Sebagian besar kegiatan di tambang itu tampaknya berhenti menjelang akhir abad ke-9 SM. Lapisan yang dinamakan "lapisan jarahan" yang digali oleh mahasiswa Levy mungkin bisa menjelaskan alasannya.
Dalam lapisan ini mereka menemukan 22 biji kurma, yang ternyata berasal dari abad ke-10 SM. Selain itu mereka menemukan sejumlah artefak Mesir seperti jimat berkepala singa dan jimat berbentuk kumbang, keduanya berasal dari kurun waktu Firaun Shoshenq I. Penyerbuan wilayah itu oleh sang firaun tidak lama setelah kematian Sulaiman dikisahkan dalam Perjanjian Lama dan di Kuil Amun di Karnak.
"Saya sepenuhnya percaya bahwa Shoshenq mengakhiri produksi logam di sini pada akhir abad ke-10 SM," kata Levy. "Bangsa Mesir pada Periode Antara Ketiga tidak cukup kuat untuk menyediakan pasukan dan persenjataan di wilayah jajahan, dan itulah alasannya mengapa di sini kita tidak menemukan cetakan roti dan peninggalan kebudayaan penting lainnya yang khas Mesir. Namun, mereka mungkin melakukan serangan militer yang cukup besar—yang cukup kuat untuk mengalahkan beberapa kerajaan kecil ini, untuk memastikan bahwa mereka tidak menjadi ancaman bagi Mesir. Itulah yang menurut saya dilakukan oleh Shoshenq di sini."

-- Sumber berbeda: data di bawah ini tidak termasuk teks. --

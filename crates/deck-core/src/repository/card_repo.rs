//! Card Repository
//!
//! Stores the whole card collection as one JSON array under a single key.

use log::debug;

use super::traits::{CollectionRepository, KeyValueStore};
use crate::codec;
use crate::domain::{Card, DomainError, DomainResult};

/// Key used by every released version of the app
pub const DEFAULT_STORAGE_KEY: &str = "deckNotes_cards";

#[derive(Debug, Clone)]
pub struct CardRepository<S> {
    store: S,
    key: String,
}

impl<S: KeyValueStore> CardRepository<S> {
    pub fn new(store: S, key: impl Into<String>) -> Self {
        Self {
            store,
            key: key.into(),
        }
    }

    pub fn key(&self) -> &str {
        &self.key
    }

    /// Raw stored value, as written by the last save
    pub fn raw(&self) -> DomainResult<Option<String>> {
        self.store.get_item(&self.key)
    }

    pub fn clear(&self) -> DomainResult<()> {
        self.store.remove_item(&self.key)
    }
}

impl<S: KeyValueStore> CollectionRepository<Card> for CardRepository<S> {
    fn load(&self) -> DomainResult<Option<Vec<Card>>> {
        let Some(raw) = self.store.get_item(&self.key)? else {
            return Ok(None);
        };
        let batch = codec::decode_cards(&raw).map_err(|e| DomainError::PersistenceRead(e.to_string()))?;
        debug!(
            "loaded {} cards from '{}' ({} skipped)",
            batch.cards.len(),
            self.key,
            batch.rejected
        );
        Ok(Some(batch.cards))
    }

    fn save(&self, cards: &[Card]) -> DomainResult<()> {
        let raw = codec::encode_compact(cards)?;
        self.store.set_item(&self.key, &raw)?;
        debug!("saved {} cards to '{}'", cards.len(), self.key);
        Ok(())
    }
}
//! Delete Confirm Button Component
//!
//! Inline two-step delete for the card detail modal.

use leptos::prelude::*;

use deck_core::{CardId, DeleteOutcome};

use crate::context::AppContext;
use crate::store::{store_mutate, store_read, store_try, use_app_store};

/// Two-step delete button
///
/// Shows "Delete" initially. The first click marks the card in the deck and
/// the button turns into "Confirm Delete" with a ✗ to back out; a second
/// click removes the card. The mark lives in the deck, so closing the
/// modal clears it.
#[component]
pub fn DeleteConfirmButton(#[prop(into)] card_id: Signal<CardId>) -> impl IntoView {
    let store = use_app_store();
    let ctx = use_context::<AppContext>().expect("AppContext should be provided");

    let pending = move || {
        let card_id = card_id.get();
        store_read(&store, |deck| deck.selection().pending_delete() == Some(card_id))
    };

    view! {
        <button
            class=move || if pending() { "delete-btn confirm" } else { "delete-btn" }
            on:click=move |ev| {
                ev.stop_propagation();
                let card_id = card_id.get_untracked();
                if let Some(DeleteOutcome::Deleted) = store_try(&store, &ctx, |deck| deck.delete(card_id)) {
                    log::debug!("card {} removed from detail view", card_id);
                }
            }
        >
            {move || if pending() { "Confirm Delete" } else { "Delete" }}
        </button>
        <Show when=pending>
            <button
                class="cancel-btn"
                title="Keep card"
                on:click=move |ev| {
                    ev.stop_propagation();
                    store_mutate(&store, |deck| deck.cancel_delete());
                }
            >
                "✗"
            </button>
        </Show>
    }
}
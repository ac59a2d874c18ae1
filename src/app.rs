//! DeckNotes Frontend App
//!
//! Header, card grid and the three dialogs over a single deck store.

use leptos::prelude::*;
use reactive_stores::Store;

use deck_core::DeckConfig;

use crate::components::{AboutModal, CardDetailModal, CardFormModal, CardGrid, HeaderBar, NoticeBar};
use crate::context::{AppContext, Notice};
use crate::store::AppState;

#[component]
pub fn App(config: DeckConfig) -> impl IntoView {
    let notice = signal::<Option<Notice>>(None);
    let ctx = AppContext::new(notice);
    provide_context(ctx);

    let mut state = AppState::new(config);
    if state.deck.seeded_with_defaults() {
        log::info!("starting with the example deck");
    }
    // Deck events (import results, storage failures) end up in the notice bar
    state.deck.subscribe(move |event| ctx.notify_event(event));
    provide_context(Store::new(state));

    view! {
        <div class="app-layout">
            <HeaderBar />
            <main class="main-content">
                <CardGrid />
            </main>
            <CardFormModal />
            <CardDetailModal />
            <AboutModal />
            <NoticeBar />
        </div>
    }
}
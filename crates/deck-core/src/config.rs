//! Deck configuration.

use crate::codec::EXPORT_FILE_NAME;
use crate::repository::DEFAULT_STORAGE_KEY;

#[derive(Debug, Clone, PartialEq, Eq)]
pub struct DeckConfig {
    /// Local storage key holding the card array
    pub storage_key: String,
    /// Name offered for the exported file
    pub export_file_name: String,
    /// Fill an empty or unreadable store with the example deck
    pub seed_defaults: bool,
}

impl Default for DeckConfig {
    fn default() -> Self {
        Self {
            storage_key: DEFAULT_STORAGE_KEY.to_string(),
            export_file_name: EXPORT_FILE_NAME.to_string(),
            seed_defaults: true,
        }
    }
}

impl DeckConfig {
    pub fn with_storage_key(mut self, key: impl Into<String>) -> Self {
        self.storage_key = key.into();
        self
    }

    pub fn with_export_file_name(mut self, name: impl Into<String>) -> Self {
        self.export_file_name = name.into();
        self
    }

    pub fn without_defaults(mut self) -> Self {
        self.seed_defaults = false;
        self
    }
}
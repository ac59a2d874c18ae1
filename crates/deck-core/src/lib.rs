//! DeckNotes core
//!
//! Card collection management, local persistence, import/export and the
//! transient selection state behind the DeckNotes UI. Nothing here touches
//! the browser: storage is reached through [`repository::KeyValueStore`]
//! and time through [`domain::Clock`].

pub mod domain;
pub mod repository;
pub mod codec;
pub mod config;
pub mod deck;

pub use config::DeckConfig;
pub use deck::{Deck, DeckEvent, DeleteOutcome, ListenerId};
pub use domain::{Card, CardColor, CardDraft, CardId, DomainError, DomainResult, DraftField};
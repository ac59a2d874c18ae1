//! Domain Layer - Core Entity Trait and Errors
//!
//! Every persisted record exposes a unique id; every fallible operation
//! returns a [`DomainResult`].

use std::fmt;

use thiserror::Error;

use super::card::{CardId, DraftField};

/// Core trait for all domain entities
pub trait Entity: Sized + Clone {
    /// The type of the entity's unique identifier
    type Id: Copy + Eq + std::hash::Hash;

    /// Returns the entity's unique identifier
    fn id(&self) -> Self::Id;
}

/// Common result type for domain operations
pub type DomainResult<T> = Result<T, DomainError>;

/// Domain-level errors
#[derive(Debug, Clone, PartialEq, Eq, Error)]
pub enum DomainError {
    /// A draft is missing required text
    #[error("Please fill in all fields (missing {0})")]
    Validation(MissingFields),
    /// An import payload could not be accepted
    #[error(transparent)]
    Format(#[from] FormatError),
    #[error("Card not found: {0}")]
    NotFound(CardId),
    /// Stored data could not be read back
    #[error("Error loading cards from storage: {0}")]
    PersistenceRead(String),
    /// Storage refused the write (quota, disabled storage, ...)
    #[error("Could not save cards: {0}")]
    PersistenceWrite(String),
    #[error("Failed to copy to clipboard: {0}")]
    Clipboard(String),
}

/// Why an import payload was refused
#[derive(Debug, Clone, PartialEq, Eq, Error)]
pub enum FormatError {
    #[error("Invalid file format: expected a JSON array of cards")]
    NotAnArray,
    #[error("Error importing cards: {0}")]
    Malformed(String),
}

/// Required draft fields that were blank after trimming
#[derive(Debug, Clone, PartialEq, Eq)]
pub struct MissingFields(pub Vec<DraftField>);

impl fmt::Display for MissingFields {
    fn fmt(&self, f: &mut fmt::Formatter<'_>) -> fmt::Result {
        for (i, field) in self.0.iter().enumerate() {
            if i > 0 {
                f.write_str(", ")?;
            }
            write!(f, "{}", field)?;
        }
        Ok(())
    }
}
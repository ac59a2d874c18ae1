//! Import/Export Codec
//!
//! JSON encoding of the card collection, shared by local storage and the
//! export file, plus the merge-by-id rule used for imports.

use std::collections::HashSet;
use std::fmt;

use log::warn;
use serde_json::Value;

use crate::domain::{Card, CardId, DomainError, DomainResult, FormatError};

pub const EXPORT_FILE_NAME: &str = "deck-notes.json";
pub const EXPORT_MIME_TYPE: &str = "application/json";
/// `accept` attribute for the import file picker
pub const IMPORT_ACCEPT: &str = ".json,.txt";

const IMPORT_EXTENSIONS: &[&str] = &["json", "txt"];

/// A file ready to be offered as a download
#[derive(Debug, Clone, PartialEq, Eq)]
pub struct ExportFile {
    pub file_name: String,
    pub mime_type: &'static str,
    pub contents: String,
}

/// Cards decoded from a JSON array
#[derive(Debug, Clone, Default)]
pub struct DecodedBatch {
    pub cards: Vec<Card>,
    /// Elements that were not card-shaped
    pub rejected: usize,
}

/// Result of merging an incoming batch into a collection
#[derive(Debug, Clone, Default)]
pub struct MergeOutcome {
    pub added: Vec<Card>,
    /// Incoming cards dropped because their id was already taken
    pub duplicates: usize,
}

/// Summary reported to the user after an import
#[derive(Debug, Clone, Copy, Default, PartialEq, Eq)]
pub struct ImportReport {
    pub added: usize,
    pub duplicates: usize,
    pub rejected: usize,
}

impl fmt::Display for ImportReport {
    fn fmt(&self, f: &mut fmt::Formatter<'_>) -> fmt::Result {
        write!(f, "Imported {} new cards", self.added)?;
        if self.rejected > 0 {
            write!(f, " ({} unreadable entries skipped)", self.rejected)?;
        }
        Ok(())
    }
}

/// Compact form written to storage
pub fn encode_compact(cards: &[Card]) -> DomainResult<String> {
    serde_json::to_string(cards).map_err(|e| DomainError::PersistenceWrite(e.to_string()))
}

/// Pretty form (two-space indent) used for the export file
pub fn encode_pretty(cards: &[Card]) -> DomainResult<String> {
    serde_json::to_string_pretty(cards).map_err(|e| DomainError::PersistenceWrite(e.to_string()))
}

pub fn export_file(cards: &[Card], file_name: &str) -> DomainResult<ExportFile> {
    Ok(ExportFile {
        file_name: file_name.to_string(),
        mime_type: EXPORT_MIME_TYPE,
        contents: encode_pretty(cards)?,
    })
}

/// Parse a JSON array of cards, skipping elements that are not card-shaped
pub fn decode_cards(raw: &str) -> Result<DecodedBatch, FormatError> {
    let value: Value = serde_json::from_str(raw).map_err(|e| FormatError::Malformed(e.to_string()))?;
    let Value::Array(items) = value else {
        return Err(FormatError::NotAnArray);
    };

    let mut batch = DecodedBatch::default();
    for (index, item) in items.into_iter().enumerate() {
        match serde_json::from_value::<Card>(item) {
            Ok(card) => batch.cards.push(card),
            Err(e) => {
                warn!("skipping entry {}: {}", index, e);
                batch.rejected += 1;
            }
        }
    }
    Ok(batch)
}

/// Keep incoming cards whose id is not yet taken, in the order supplied.
/// The first occurrence wins when the batch itself repeats an id.
pub fn merge_new(existing: &[Card], incoming: Vec<Card>) -> MergeOutcome {
    let mut taken: HashSet<CardId> = existing.iter().map(|c| c.id).collect();
    let mut outcome = MergeOutcome::default();
    for card in incoming {
        if taken.insert(card.id) {
            outcome.added.push(card);
        } else {
            outcome.duplicates += 1;
        }
    }
    outcome
}

pub fn accepts_file_name(name: &str) -> bool {
    name.rsplit_once('.')
        .map(|(_, ext)| IMPORT_EXTENSIONS.iter().any(|e| ext.eq_ignore_ascii_case(e)))
        .unwrap_or(false)
}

Baca Juga: Naskah Kuno Alkitab dan Mumi Anak Kecil Ditemukan di Gua Horor Israel
"Neraka" yang berhasil digali oleh Levy di Khirbat en Nahas mungkin bisa merupakan "neraka" juga bagi teori Filkenstein tentang "kronologi abad lebih kini." Tambang tembaga yang ditemukan Levy mungkin tidak semenggairahkan istana Raja Daud atau tempat di ketinggian untuk mengamati perkelahian antara Daud dan Goliath. Namun, kegiatan penggalian Levy mencakup kurun waktu lebih panjang dan area lebih luas daripada yang dilakukan Eilat Mazar dan Yosef Garfinkel. Pun, jauh lebih sering menggunakan analisis radiokarbon untuk menentukan usia berbagai lapisan stratigrafi di situsnya.

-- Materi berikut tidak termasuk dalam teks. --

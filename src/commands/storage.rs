//! Local Storage Adapter
//!
//! `KeyValueStore` over `window.localStorage`. The handle is looked up on
//! every call so the adapter itself stays `Send + Sync`.

use deck_core::domain::{DomainError, DomainResult};
use deck_core::repository::KeyValueStore;

use super::js_error_message;

#[derive(Debug, Clone, Copy, Default)]
pub struct BrowserStore;

impl BrowserStore {
    fn storage(to_error: fn(String) -> DomainError) -> DomainResult<web_sys::Storage> {
        let window = web_sys::window().ok_or_else(|| to_error("no window".to_string()))?;
        window
            .local_storage()
            .map_err(|e| to_error(js_error_message(&e)))?
            .ok_or_else(|| to_error("local storage is disabled".to_string()))
    }
}

impl KeyValueStore for BrowserStore {
    fn get_item(&self, key: &str) -> DomainResult<Option<String>> {
        Self::storage(DomainError::PersistenceRead)?
            .get_item(key)
            .map_err(|e| DomainError::PersistenceRead(js_error_message(&e)))
    }

    fn set_item(&self, key: &str, value: &str) -> DomainResult<()> {
        Self::storage(DomainError::PersistenceWrite)?
            .set_item(key, value)
            .map_err(|e| DomainError::PersistenceWrite(js_error_message(&e)))
    }

    fn remove_item(&self, key: &str) -> DomainResult<()> {
        Self::storage(DomainError::PersistenceWrite)?
            .remove_item(key)
            .map_err(|e| DomainError::PersistenceWrite(js_error_message(&e)))
    }
}
//! Browser Capabilities
//!
//! Adapters between `deck-core` and the browser: local storage, clipboard,
//! file download and file reading.

mod storage;
mod clipboard;
mod files;

use wasm_bindgen::{JsCast, JsValue};

pub use storage::BrowserStore;
pub use clipboard::copy_text;
pub use files::{download, read_file_text};

/// Best-effort message out of a thrown JS value
pub(crate) fn js_error_message(value: &JsValue) -> String {
    if let Some(text) = value.as_string() {
        return text;
    }
    if let Some(err) = value.dyn_ref::<js_sys::Error>() {
        return String::from(err.message());
    }
    format!("{:?}", value)
}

"Semua ilmuwan yang mengkaji Edom pada 1980-an dan 1990-an menyatakan bahwa Edom tidak ada sebagai negeri sebelum abad ke-8 SM," kata Amihai Mazar. "Tetapi, analisis radiokarbon yang dilakukan Levy memberikan bukti lain, dan bukti tersebut menunjukkan kurun waktu abad ke-10 hingga ke-9 SM, dan tidak seorang pun bisa menyatakan bahwa bukti tersebut keliru."

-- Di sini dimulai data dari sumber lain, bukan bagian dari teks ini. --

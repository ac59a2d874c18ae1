//! Application Context
//!
//! Shared signals provided via Leptos Context API: the transient notice bar
//! and the drag-and-drop signals of the card grid.

use std::sync::atomic::{AtomicU32, Ordering};

use gloo_timers::future::TimeoutFuture;
use leptos::prelude::*;
use leptos::task::spawn_local;
use leptos_dragdrop::{create_dnd_signals, DndSignals};

use deck_core::{CardId, DeckEvent};

/// How long a notice stays on screen
const NOTICE_MS: u32 = 4_000;

static NEXT_NOTICE_ID: AtomicU32 = AtomicU32::new(0);

#[derive(Clone, Copy, Debug, PartialEq, Eq)]
pub enum NoticeKind {
    Info,
    Error,
}

#[derive(Clone, Debug, PartialEq, Eq)]
pub struct Notice {
    pub id: u32,
    pub kind: NoticeKind,
    pub text: String,
}

/// App-wide signals provided via context
#[derive(Clone, Copy)]
pub struct AppContext {
    /// Message currently shown in the notice bar - read
    pub notice: ReadSignal<Option<Notice>>,
    /// Message currently shown in the notice bar - write
    set_notice: WriteSignal<Option<Notice>>,
    /// Card grid drag-and-drop state
    pub dnd: DndSignals<CardId>,
}

impl AppContext {
    pub fn new(notice: (ReadSignal<Option<Notice>>, WriteSignal<Option<Notice>>)) -> Self {
        Self {
            notice: notice.0,
            set_notice: notice.1,
            dnd: create_dnd_signals(),
        }
    }

    pub fn notify(&self, text: impl Into<String>) {
        self.show(NoticeKind::Info, text.into());
    }

    pub fn notify_error(&self, text: impl Into<String>) {
        self.show(NoticeKind::Error, text.into());
    }

    /// Surface the user-facing part of a deck event
    pub fn notify_event(&self, event: &DeckEvent) {
        if let Some(text) = event.notice() {
            match event {
                DeckEvent::PersistFailed(_) => self.notify_error(text),
                _ => self.notify(text),
            }
        }
    }

    pub fn dismiss(&self) {
        self.set_notice.set(None);
    }

    fn show(&self, kind: NoticeKind, text: String) {
        let id = NEXT_NOTICE_ID.fetch_add(1, Ordering::Relaxed);
        self.set_notice.set(Some(Notice { id, kind, text }));

        let set_notice = self.set_notice;
        spawn_local(async move {
            TimeoutFuture::new(NOTICE_MS).await;
            // Only clear the notice this call put up
            set_notice.update(|current| {
                if current.as_ref().map(|n| n.id) == Some(id) {
                    *current = None;
                }
            });
        });
    }
}
//! Card Collection
//!
//! The ordered card list. Order is display order; it only changes through
//! `push`, `extend`, `remove` and `move_to`.

use crate::domain::{Card, CardId, DomainError, DomainResult, ValidDraft};

#[derive(Debug, Clone, Default, PartialEq)]
pub struct Collection {
    cards: Vec<Card>,
}

impl Collection {
    pub fn new(cards: Vec<Card>) -> Self {
        Self { cards }
    }

    pub fn as_slice(&self) -> &[Card] {
        &self.cards
    }

    pub fn len(&self) -> usize {
        self.cards.len()
    }

    pub fn is_empty(&self) -> bool {
        self.cards.is_empty()
    }

    pub fn ids(&self) -> Vec<CardId> {
        self.cards.iter().map(|c| c.id).collect()
    }

    pub fn contains(&self, id: CardId) -> bool {
        self.position(id).is_some()
    }

    pub fn position(&self, id: CardId) -> Option<usize> {
        self.cards.iter().position(|c| c.id == id)
    }

    pub fn get(&self, id: CardId) -> Option<&Card> {
        self.cards.iter().find(|c| c.id == id)
    }

    pub fn max_id(&self) -> Option<CardId> {
        self.cards.iter().map(|c| c.id).max()
    }

    /// Append a card; the caller guarantees the id is free
    pub fn push(&mut self, card: Card) {
        debug_assert!(!self.contains(card.id));
        self.cards.push(card);
    }

    pub fn extend(&mut self, cards: impl IntoIterator<Item = Card>) {
        for card in cards {
            self.push(card);
        }
    }

    /// Overwrite the editable fields of a card in place
    pub fn replace(&mut self, id: CardId, draft: ValidDraft) -> DomainResult<()> {
        let card = self
            .cards
            .iter_mut()
            .find(|c| c.id == id)
            .ok_or(DomainError::NotFound(id))?;
        card.apply(draft);
        Ok(())
    }

    pub fn remove(&mut self, id: CardId) -> Option<Card> {
        let index = self.position(id)?;
        Some(self.cards.remove(index))
    }

    /// Move `moved` to the index `target` occupies before the move.
    ///
    /// The removal happens first, so moving a card forward lands it just
    /// after the target and moving it backward lands it just before.
    /// Returns false (and leaves the order alone) when the ids are equal or
    /// either is missing.
    pub fn move_to(&mut self, moved: CardId, target: CardId) -> bool {
        if moved == target {
            return false;
        }
        let (Some(from), Some(to)) = (self.position(moved), self.position(target)) else {
            return false;
        };
        let card = self.cards.remove(from);
        self.cards.insert(to, card);
        true
    }
}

Namun, justru itulah yang dilakukan para pengecam Levy. Beberapa di antara mereka mengatakan bahwa 46 analisisnya yang pertama tidak memadai untuk membenarkan penyusunan kembali seluruh kronologi Edom. Untuk analisis C-14 yang kedua, Levy melipatduakan jumlah sampelnya dan dengan teliti memilih batubara yang berasal dari tanaman yang memiliki lingkaran kambium yang dapat dikaji.
Meskipun biaya analisis C-14 lumayan mahal—tekniknya tidak selalu jitu. "Karbon-14 tidak banyak membantu menyelesaikan semua pertentangan ini," kata Eilat Mazar. "Ada plus minusnya"—margin kesalahannya sekitar 40 tahun. "Laboratorium yang berbeda memberikan hasil yang berbeda pula. Banyak ilmuwan yang meragukan ketepatan hasil analisis C-14."
Filkenstein dan Amihai Mazar sama-sama tidak sependapat mengenai satu lapisan tertentu di Tel Rehov, sebuah kota dari Zaman Perunggu dan Zaman Besi yang lokasinya tidak jauh dari Sungai Yordan. Mazar berpendapat bahwa lapisan itu bisa jadi dari masa Sulaiman, sementara Filkenstein mengatakannya dari dinasti Omride yang lebih kini, yang mengambil nama dari Omri, ayah Ahab. Kesenjangan antara kedua masa itu sekitar 40 tahun.
"Banyak usia yang ditentukan dengan analisis radiokarbon untuk kurun waktu ini meliputi rentang waktu yang justru diperdebatkan," kata Amihai Mazar, sambil tersenyum pahit. "Bukan kurun waktu sebelum atau sesudahnya. Keadaan masih tetap sama selama 15 tahun ini."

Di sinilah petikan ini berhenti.